---- DATA PROVIDED
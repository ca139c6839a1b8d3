//! Storage layer.
//!
//! Two independent stores linked only by record id:
//! - **Registry**: authoritative records (memory or `SQLite`)
//! - **Similarity index**: embedding vectors for nearest-neighbour queries

// Allow cast precision loss for score and latency calculations.
#![allow(clippy::cast_precision_loss)]
// Millisecond latencies comfortably fit in u64.
#![allow(clippy::cast_possible_truncation)]
// Allow significant_drop_tightening - dropping database connections slightly early
// provides no meaningful benefit.
#![allow(clippy::significant_drop_tightening)]

pub mod registry;
pub mod traits;
pub mod vector;

pub use registry::{MemoryRegistryStore, SqliteRegistryStore};
pub use traits::{CancelFlag, RegistryStore, SimilarityIndex, SimilarityRecord};
pub use vector::MemorySimilarityIndex;

use std::sync::{Mutex, MutexGuard};
use std::time::Instant;

/// Acquires a mutex, recovering from poison.
///
/// A panic in a previous critical section leaves the guarded value usable for
/// the stores in this crate, so the poison is logged and cleared.
pub(crate) fn acquire_lock<T>(mutex: &Mutex<T>) -> MutexGuard<'_, T> {
    match mutex.lock() {
        Ok(guard) => guard,
        Err(poisoned) => {
            tracing::warn!("Storage mutex was poisoned, recovering");
            metrics::counter!("storage_mutex_poison_recovery_total").increment(1);
            poisoned.into_inner()
        },
    }
}

/// Records `storage_operations_total` and `storage_operation_duration_ms`.
pub(crate) fn record_operation_metrics(
    backend: &'static str,
    operation: &'static str,
    start: Instant,
    status: &'static str,
) {
    metrics::counter!(
        "storage_operations_total",
        "backend" => backend,
        "operation" => operation,
        "status" => status
    )
    .increment(1);
    metrics::histogram!(
        "storage_operation_duration_ms",
        "backend" => backend,
        "operation" => operation
    )
    .record(start.elapsed().as_secs_f64() * 1000.0);
}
--------
■ YOUR TASK ■
Give back each line above exactly as written.

■ WRITTEN ANSWER ■
repository ca139c6839a1b8d3
//! Storage layer.
//!
//! Two independent stores linked only by record id:
//! - **Registry**: authoritative records (memory or `SQLite`)
//! - **Similarity index**: embedding vectors for nearest-neighbour queries

// Allow cast precision loss for score and latency calculations.
#![allow(clippy::cast_precision_loss)]
// Millisecond latencies comfortably fit in u64.
#![allow(clippy::cast_possible_truncation)]
// Allow significant_drop_tightening - dropping database connections slightly early
// provides no meaningful benefit.
#![allow(clippy::significant_drop_tightening)]

pub mod registry;
pub mod traits;
pub mod vector;

pub use registry::{MemoryRegistryStore, SqliteRegistryStore};
pub use traits::{CancelFlag, RegistryStore, SimilarityIndex, SimilarityRecord};
pub use vector::MemorySimilarityIndex;

use std::sync::{Mutex, MutexGuard};
use std::time::Instant;

/// Acquires a mutex, recovering from poison.
///
/// A panic in a previous critical section leaves the guarded value usable for
/// the stores in this crate, so the poison is logged and cleared.
pub(crate) fn acquire_lock<T>(mutex: &Mutex<T>) -> MutexGuard<'_, T> {
    match mutex.lock() {
        Ok(guard) => guard,
        Err(poisoned) => {
            tracing::warn!("Storage mutex was poisoned, recovering");
            metrics::counter!("storage_mutex_poison_recovery_total").increment(1);
            poisoned.into_inner()
        },
    }
}

/// Records `storage_operations_total` and `storage_operation_duration_ms`.
pub(crate) fn record_operation_metrics(
    backend: &'static str,
    operation: &'static str,
    start: Instant,
    status: &'static str,
) {
    metrics::counter!(
        "storage_operations_total",
        "backend" => backend,
        "operation" => operation,
        "status" => status
    )
    .increment(1);
    metrics::histogram!(
        "storage_operation_duration_ms",
        "backend" => backend,
        "operation" => operation
    )
    .record(start.elapsed().as_secs_f64() * 1000.0);
}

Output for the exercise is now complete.